//! Server configuration
//!
//! Loaded from a TOML file and overridden by `ISOHOST_*` environment
//! variables:
//!
//! ```toml
//! [host]
//! addr = "127.0.0.1:0"
//!
//! [engine]
//! address = "./data/engine"
//!
//! [install]
//! scripts_dir = "./scripts"
//! apply_hotfix = true
//!
//! [isolation]
//! catalog_prefix = "ISO_TEST_"
//!
//! [platform]
//! TestLicenseKey = "DOMAIN:localhost"
//! ```

use crate::error::{HostError, Result};
use isohost_core::admin::InstallSettings;
use isohost_core::config::{ConfigStore, keys};
use isohost_core::descriptor::EngineDescriptor;
use isohost_core::identity::DEFAULT_CATALOG_PREFIX;
use serde::Deserialize;
use std::collections::BTreeMap;
use std::net::SocketAddr;
use std::path::{Path, PathBuf};
use std::time::Duration;

/// Server configuration
#[derive(Debug, Clone, Default, Deserialize)]
#[serde(default)]
pub struct ServerConfig {
    /// HTTP listener
    pub host: HostConfig,
    /// Database engine
    pub engine: EngineConfig,
    /// Baseline installation
    pub install: InstallConfig,
    /// Per-run isolation
    pub isolation: IsolationConfig,
    /// Initial platform configuration values
    pub platform: BTreeMap<String, String>,
}

/// HTTP listener configuration
#[derive(Debug, Clone, Deserialize)]
#[serde(default)]
pub struct HostConfig {
    /// Bind address; port 0 picks a free port
    pub addr: SocketAddr,
    /// Upper bound on draining connections during stop
    pub shutdown_timeout_ms: u64,
}

impl Default for HostConfig {
    fn default() -> Self {
        Self {
            addr: SocketAddr::from(([127, 0, 0, 1], 0)),
            shutdown_timeout_ms: 5_000,
        }
    }
}

/// Engine configuration
#[derive(Debug, Clone, Deserialize)]
#[serde(default)]
pub struct EngineConfig {
    /// Engine address (the engine data directory)
    pub address: String,
    /// How long a catalog drop waits for open handles
    pub release_timeout_ms: u64,
}

impl Default for EngineConfig {
    fn default() -> Self {
        Self {
            address: "./data/engine".to_string(),
            release_timeout_ms: 5_000,
        }
    }
}

/// Baseline installation configuration
#[derive(Debug, Clone, Default, Deserialize)]
#[serde(default)]
pub struct InstallConfig {
    /// Script directory; the embedded baseline is used when unset
    pub scripts_dir: Option<PathBuf>,
    /// Apply `hotfix/*.sql` after the main scripts
    pub apply_hotfix: bool,
}

/// Isolation configuration
#[derive(Debug, Clone, Deserialize)]
#[serde(default)]
pub struct IsolationConfig {
    /// Prefix of generated catalog names
    pub catalog_prefix: String,
    /// Pause after each stop before the next host may start
    pub artificial_delay_ms: u64,
}

impl Default for IsolationConfig {
    fn default() -> Self {
        Self {
            catalog_prefix: DEFAULT_CATALOG_PREFIX.to_string(),
            artificial_delay_ms: 1_500,
        }
    }
}

impl ServerConfig {
    /// Load configuration from a TOML file
    pub fn from_file(path: impl AsRef<Path>) -> Result<Self> {
        let path = path.as_ref();
        let content = std::fs::read_to_string(path)?;
        let config = toml::from_str::<ServerConfig>(&content)
            .map_err(|e| HostError::config(format!("{}: {}", path.display(), e)))?;
        tracing::info!("Loaded configuration from {:?}", path);
        Ok(config)
    }

    /// Load configuration from `ISOHOST_CONFIG` (if set) and environment
    /// Priority: environment variables > config file > defaults
    pub fn from_env() -> Result<Self> {
        let config = match std::env::var("ISOHOST_CONFIG") {
            Ok(path) => Self::from_file(path)?,
            Err(_) => Self::default(),
        };
        config.with_overrides(|name| std::env::var(name).ok())
    }

    /// Apply `ISOHOST_*` overrides read through `lookup`
    pub fn with_overrides(mut self, lookup: impl Fn(&str) -> Option<String>) -> Result<Self> {
        if let Some(addr) = lookup("ISOHOST_ADDR") {
            self.host.addr = addr
                .parse()
                .map_err(|_| HostError::config(format!("Invalid ISOHOST_ADDR '{}'", addr)))?;
        }
        if let Some(address) = lookup("ISOHOST_ENGINE_ADDRESS") {
            self.engine.address = address;
        }
        if let Some(dir) = lookup("ISOHOST_SCRIPTS_DIR") {
            self.install.scripts_dir = Some(PathBuf::from(dir));
        }
        if let Some(hotfix) = lookup("ISOHOST_APPLY_HOTFIX") {
            self.install.apply_hotfix = hotfix.parse::<bool>().unwrap_or(self.install.apply_hotfix);
        }
        if let Some(prefix) = lookup("ISOHOST_CATALOG_PREFIX") {
            self.isolation.catalog_prefix = prefix;
        }
        if let Some(license) = lookup("ISOHOST_LICENSE_KEY") {
            self.platform
                .insert(keys::TEST_LICENSE_KEY.to_string(), license);
        }
        if let Some(salt) = lookup("ISOHOST_HASH_SALT") {
            self.platform.insert(keys::HASH_STRING_SALT.to_string(), salt);
        }
        Ok(self)
    }

    /// Set the bind address
    pub fn with_addr(mut self, addr: SocketAddr) -> Self {
        self.host.addr = addr;
        self
    }

    /// Set the engine address
    pub fn with_engine_address(mut self, address: impl Into<String>) -> Self {
        self.engine.address = address.into();
        self
    }

    /// Set a platform configuration value
    pub fn with_setting(mut self, key: impl Into<String>, value: impl Into<String>) -> Self {
        self.platform.insert(key.into(), value.into());
        self
    }

    /// Install from a script directory
    pub fn with_scripts_dir(mut self, dir: impl Into<PathBuf>) -> Self {
        self.install.scripts_dir = Some(dir.into());
        self
    }

    /// Descriptor of the configured engine
    pub fn engine_descriptor(&self) -> EngineDescriptor {
        EngineDescriptor::new(self.engine.address.clone())
    }

    /// Install settings for the configured scripts
    pub fn install_settings(&self) -> InstallSettings {
        match &self.install.scripts_dir {
            Some(dir) => InstallSettings::from_dir(dir).with_hotfix(self.install.apply_hotfix),
            None => InstallSettings::default(),
        }
    }

    /// Fresh platform configuration store seeded from `[platform]`
    pub fn config_store(&self) -> ConfigStore {
        ConfigStore::from_pairs(self.platform.clone())
    }

    /// Drain timeout during stop
    pub fn shutdown_timeout(&self) -> Duration {
        Duration::from_millis(self.host.shutdown_timeout_ms)
    }

    /// Catalog drop wait
    pub fn release_timeout(&self) -> Duration {
        Duration::from_millis(self.engine.release_timeout_ms)
    }

    /// Post-stop pause
    pub fn artificial_delay(&self) -> Duration {
        Duration::from_millis(self.isolation.artificial_delay_ms)
    }
}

Action item: For the lines above, output exactly those from the line containing "use std::net::SocketAddr;" through the line containing "platform configuration values", and skip the others.

Response:
use std::net::SocketAddr;
use std::path::{Path, PathBuf};
use std::time::Duration;

/// Server configuration
#[derive(Debug, Clone, Default, Deserialize)]
#[serde(default)]
pub struct ServerConfig {
    /// HTTP listener
    pub host: HostConfig,
    /// Database engine
    pub engine: EngineConfig,
    /// Baseline installation
    pub install: InstallConfig,
    /// Per-run isolation
    pub isolation: IsolationConfig,
    /// Initial platform configuration values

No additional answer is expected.